Por: Sérgio Cabral*

Mulheres e Cidadania

Peço a Deus que abra a mente do povo brasileiro | Foto: Divulgação/ Freestocks.org

O que é cidadania? Qual a extensão do conceito? Depende, cara leitora, do país em que você vive.

Se você, do sexo feminino, mora na Comunidade Europeia, África do Sul, Argentina, Uruguai, México, Estados Unidos, Canadá, China, Japão, Nova Zelândia e Austrália, por exemplo, e deseja interromper uma gravidez indesejada, terá o amparo do serviço de saúde, público e/ou privado, para te acolher nesse momento tão doloroso para a mulher. Isso é cidadania!

Você, querido leitor, que more nesses países, pode acompanhar sua filha, neta, namorada, noiva, esposa, amante, amiga, sem ter que procurar uma clínica clandestina para o procedimento médico.

Países que evoluíram muito nas condições de cidadania para seus habitantes. No aspecto financeiro, social, habitacional, urbanístico, ambiental, e, Last But Not Least, os direitos humanos, nele incluído o direito ao aborto.

A turma do slogan oportunista e distorcido “Deus, Pátria e Família”, carrega nas tintas na demonização do direito à interrupção da gravidez. Mas não menciona que nos países democráticos e desenvolvidos e com fortes raízes cristãs, o aborto é legal.

Insatisfeitos com a atual legislação brasileira sobre o tema, que já é pífia e absurdamente restrita, os fascistas querem agora criminalizar a mulher, no grau de homicídio, caso a gestação passe de 22 semanas, mesmo em caso de estupro! Seria cômico se não fosse trágico.

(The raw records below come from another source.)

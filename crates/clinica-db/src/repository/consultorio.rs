//! SurrealDB implementation of [`ConsultorioRepository`].
//!
//! Subscription transitions are validated against the state machine in
//! `clinica-core` before any write. The lazy-expiry transition is a
//! single conditional UPDATE so concurrent checks cannot double-apply
//! it.

use chrono::{DateTime, Utc};
use clinica_core::error::ClinicaResult;
use clinica_core::models::consultorio::{
    BillingCycle, Consultorio, CreateConsultorio, Subscription, SubscriptionStatus,
};
use clinica_core::repository::{ConsultorioRepository, PaginatedResult, Pagination};
use surrealdb::{Connection, Surreal};
use surrealdb_types::SurrealValue;
use uuid::Uuid;

use crate::error::DbError;

#[derive(Debug, Clone, SurrealValue)]
struct SubscriptionRow {
    status: String,
    started_at: DateTime<Utc>,
    expires_at: Option<DateTime<Utc>>,
    billing_cycle: String,
}

fn parse_status(s: &str) -> Result<SubscriptionStatus, DbError> {
    match s {
        "Trial" => Ok(SubscriptionStatus::Trial),
        "Active" => Ok(SubscriptionStatus::Active),
        "Expired" => Ok(SubscriptionStatus::Expired),
        "Cancelled" => Ok(SubscriptionStatus::Cancelled),
        other => Err(DbError::Decode(format!(
            "unknown subscription status: {other}"
        ))),
    }
}

fn parse_cycle(s: &str) -> Result<BillingCycle, DbError> {
    match s {
        "Monthly" => Ok(BillingCycle::Monthly),
        "Yearly" => Ok(BillingCycle::Yearly),
        other => Err(DbError::Decode(format!("unknown billing cycle: {other}"))),
    }
}

fn cycle_to_string(c: BillingCycle) -> &'static str {
    match c {
        BillingCycle::Monthly => "Monthly",
        BillingCycle::Yearly => "Yearly",
    }
}

impl From<Subscription> for SubscriptionRow {
    fn from(s: Subscription) -> Self {
        Self {
            status: s.status.as_str().to_string(),
            started_at: s.started_at,
            expires_at: s.expires_at,
            billing_cycle: cycle_to_string(s.billing_cycle).to_string(),
        }
    }
}

impl SubscriptionRow {
    fn try_into_subscription(self) -> Result<Subscription, DbError> {
        Ok(Subscription {
            status: parse_status(&self.status)?,
            started_at: self.started_at,
            expires_at: self.expires_at,
            billing_cycle: parse_cycle(&self.billing_cycle)?,
        })
    }
}

/// DB-side row struct for queries where the UUID is already known.
#[derive(Debug, SurrealValue)]
struct ConsultorioRow {
    name: String,
    package_name: String,
    subscription: SubscriptionRow,
    metadata: serde_json::Value,
    created_at: DateTime<Utc>,
    updated_at: DateTime<Utc>,
}

/// DB-side row struct that includes the record ID via `meta::id(id)`.
#[derive(Debug, SurrealValue)]
struct ConsultorioRowWithId {
    record_id: String,
    name: String,
    package_name: String,
    subscription: SubscriptionRow,
    metadata: serde_json::Value,
    created_at: DateTime<Utc>,
    updated_at: DateTime<Utc>,
}

impl ConsultorioRow {
    fn into_consultorio(self, id: Uuid) -> Result<Consultorio, DbError> {
        Ok(Consultorio {
            id,
            name: self.name,
            package_name: self.package_name,
            subscription: self.subscription.try_into_subscription()?,
            metadata: self.metadata,
            created_at: self.created_at,
            updated_at: self.updated_at,
        })
    }
}

impl ConsultorioRowWithId {
    fn try_into_consultorio(self) -> Result<Consultorio, DbError> {
        let id = Uuid::parse_str(&self.record_id)
            .map_err(|e| DbError::Decode(format!("invalid UUID: {e}")))?;
        ConsultorioRow {
            name: self.name,
            package_name: self.package_name,
            subscription: self.subscription,
            metadata: self.metadata,
            created_at: self.created_at,
            updated_at: self.updated_at,
        }
        .into_consultorio(id)
    }
}

/// Row struct for count queries.
#[derive(Debug, SurrealValue)]
struct CountRow {
    total: u64,
}

/// SurrealDB implementation of the Consultorio repository.
#[derive(Clone)]
pub struct SurrealConsultorioRepository<C: Connection> {
    db: Surreal<C>,
}

impl<C: Connection> SurrealConsultorioRepository<C> {
    pub fn new(db: Surreal<C>) -> Self {
        Self { db }
    }

    async fn write_subscription(
        &self,
        id: Uuid,
        subscription: SubscriptionRow,
    ) -> ClinicaResult<Consultorio> {
        let result = self
            .db
            .query(
                "UPDATE type::record('consultorio', $id) SET \
                 subscription = $subscription, updated_at = time::now()",
            )
            .bind(("id", id.to_string()))
            .bind(("subscription", subscription))
            .await
            .map_err(DbError::from)?;

        result.check().map_err(|e| DbError::Query(e.to_string()))?;

        self.get_by_id(id).await
    }
}

impl<C: Connection> ConsultorioRepository for SurrealConsultorioRepository<C> {
    async fn create(&self, input: CreateConsultorio) -> ClinicaResult<Consultorio> {
        let id = Uuid::new_v4();
        let id_str = id.to_string();
        let metadata = input
            .metadata
            .unwrap_or(serde_json::Value::Object(Default::default()));

        let result = self
            .db
            .query(
                "CREATE type::record('consultorio', $id) SET \
                 name = $name, package_name = $package_name, \
                 subscription = $subscription, \
                 metadata = $metadata",
            )
            .bind(("id", id_str.clone()))
            .bind(("name", input.name))
            .bind(("package_name", input.package_name))
            .bind(("subscription", SubscriptionRow::from(input.subscription)))
            .bind(("metadata", metadata))
            .await
            .map_err(DbError::from)?;

        let mut result = result.check().map_err(|e| DbError::Query(e.to_string()))?;

        let rows: Vec<ConsultorioRow> = result.take(0).map_err(DbError::from)?;
        let row = rows.into_iter().next().ok_or_else(|| DbError::NotFound {
            entity: "consultorio".into(),
            id: id_str,
        })?;

        Ok(row.into_consultorio(id)?)
    }

    async fn get_by_id(&self, id: Uuid) -> ClinicaResult<Consultorio> {
        let id_str = id.to_string();

        let mut result = self
            .db
            .query("SELECT * FROM type::record('consultorio', $id)")
            .bind(("id", id_str.clone()))
            .await
            .map_err(DbError::from)?;

        let rows: Vec<ConsultorioRow> = result.take(0).map_err(DbError::from)?;
        let row = rows.into_iter().next().ok_or_else(|| DbError::NotFound {
            entity: "consultorio".into(),
            id: id_str,
        })?;

        Ok(row.into_consultorio(id)?)
    }

    async fn expire_if_lapsed(&self, id: Uuid) -> ClinicaResult<bool> {
        // Conditional on the stored status so concurrent calls apply
        // the transition at most once.
        let mut result = self
            .db
            .query(
                "UPDATE type::record('consultorio', $id) SET \
                 subscription.status = 'Expired', updated_at = time::now() \
                 WHERE subscription.status = 'Active' \
                 AND subscription.expires_at != NONE \
                 AND subscription.expires_at < $now",
            )
            .bind(("id", id.to_string()))
            .bind(("now", Utc::now()))
            .await
            .map_err(DbError::from)?;

        let rows: Vec<ConsultorioRow> = result.take(0).map_err(DbError::from)?;
        Ok(!rows.is_empty())
    }

    async fn renew(&self, id: Uuid, expires_at: DateTime<Utc>) -> ClinicaResult<Consultorio> {
        let current = self.get_by_id(id).await?;
        let status = current.subscription.status;

        // Renewal while already Active just extends the expiry; every
        // other source status must have a legal edge to Active.
        if status != SubscriptionStatus::Active
            && !status.can_transition_to(SubscriptionStatus::Active)
        {
            return Err(DbError::InvalidTransition {
                from: status.as_str().into(),
                to: SubscriptionStatus::Active.as_str().into(),
            }
            .into());
        }

        let mut subscription = SubscriptionRow::from(current.subscription);
        subscription.status = SubscriptionStatus::Active.as_str().into();
        subscription.expires_at = Some(expires_at);

        self.write_subscription(id, subscription).await
    }

    async fn cancel_subscription(&self, id: Uuid) -> ClinicaResult<Consultorio> {
        let current = self.get_by_id(id).await?;
        let status = current.subscription.status;

        if !status.can_transition_to(SubscriptionStatus::Cancelled) {
            return Err(DbError::InvalidTransition {
                from: status.as_str().into(),
                to: SubscriptionStatus::Cancelled.as_str().into(),
            }
            .into());
        }

        let mut subscription = SubscriptionRow::from(current.subscription);
        subscription.status = SubscriptionStatus::Cancelled.as_str().into();

        self.write_subscription(id, subscription).await
    }

    async fn start_subscription(
        &self,
        id: Uuid,
        subscription: Subscription,
    ) -> ClinicaResult<Consultorio> {
        // A brand-new cycle replaces the record wholesale; this is the
        // only path out of Cancelled.
        self.write_subscription(id, SubscriptionRow::from(subscription))
            .await
    }

    async fn list(&self, pagination: Pagination) -> ClinicaResult<PaginatedResult<Consultorio>> {
        let mut count_result = self
            .db
            .query("SELECT count() AS total FROM consultorio GROUP ALL")
            .await
            .map_err(DbError::from)?;
        let count_rows: Vec<CountRow> = count_result.take(0).map_err(DbError::from)?;
        let total = count_rows.first().map(|r| r.total).unwrap_or(0);

        let mut result = self
            .db
            .query(
                "SELECT meta::id(id) AS record_id, * FROM consultorio \
                 ORDER BY created_at ASC \
                 LIMIT $limit START $offset",
            )
            .bind(("limit", pagination.limit))
            .bind(("offset", pagination.offset))
            .await
            .map_err(DbError::from)?;

        let rows: Vec<ConsultorioRowWithId> = result.take(0).map_err(DbError::from)?;

        let items = rows
            .into_iter()
            .map(|row| row.try_into_consultorio())
            .collect::<Result<Vec<_>, DbError>>()?;

        Ok(PaginatedResult {
            items,
            total,
            offset: pagination.offset,
            limit: pagination.limit,
        })
    }
}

A mídia liberal e progressista tem diante de si a oportunidade de colocar na pauta esse assunto de maneira perene. Para isso precisa ter coragem. Não basta reprovar o absurdo que se quer fazer agora. É preciso que a imprensa que acredita em direitos civis, que seus proprietários e executivos tenham a coragem de ter posição editorial progressista. Vamos enfrentar esse debate de maneira transparente. Vamos ouvir especialistas em saúde pública, ginecologistas e obstetras, profissionais do SUS que recebem mulheres o ano todo em busca de reparações de danos causados por abortos mal feitos em lugares clandestinos. O número não é pequeno: mais de 200 mil pacientes retornam ao SUS por essa razão, por ano. Fora os óbitos. Vamos convidar profissionais e entidades dos países citados acima, para troca de experiências e informações.

Peço a Deus que abra a mente do povo brasileiro. Como abriu de inúmeras sociedades cristãs. Lembro-me do plebiscito sobre a legalização do aborto na Itália, em 1978. Eu tinha quinze anos e já interessado nos assuntos coletivos, perguntei muito aos meus pais sobre o que era plebiscito e o que significava o aborto. A campanha do plebiscito na Itália foi muito dura e agressiva. O Vaticano jogou pesado contra. Políticos conservadores foram impiedosos. Na mesma linha dos fascistas cristãos brasileiros que bradam: “assassinas! assassinas” às mulheres que lutam pelo direito ao aborto. Pois bem, na Itália venceu o direito da mulher interromper sua gravidez indesejada. O Vaticano foi derrotado.

Todos esses países têm serviços psicológicos e assistenciais às pacientes. O procedimento é entender, de maneira transversal, o contexto em que a mulher se encontra física e emocionalmente. Como princípio convencê-la a pensar muito sobre a decisão. E só depois disso, haver o procedimento, caso não a convença do contrário. A mulher é a protagonista desse debate. Nós homens somos coadjuvantes. A mulher não está sendo ouvida!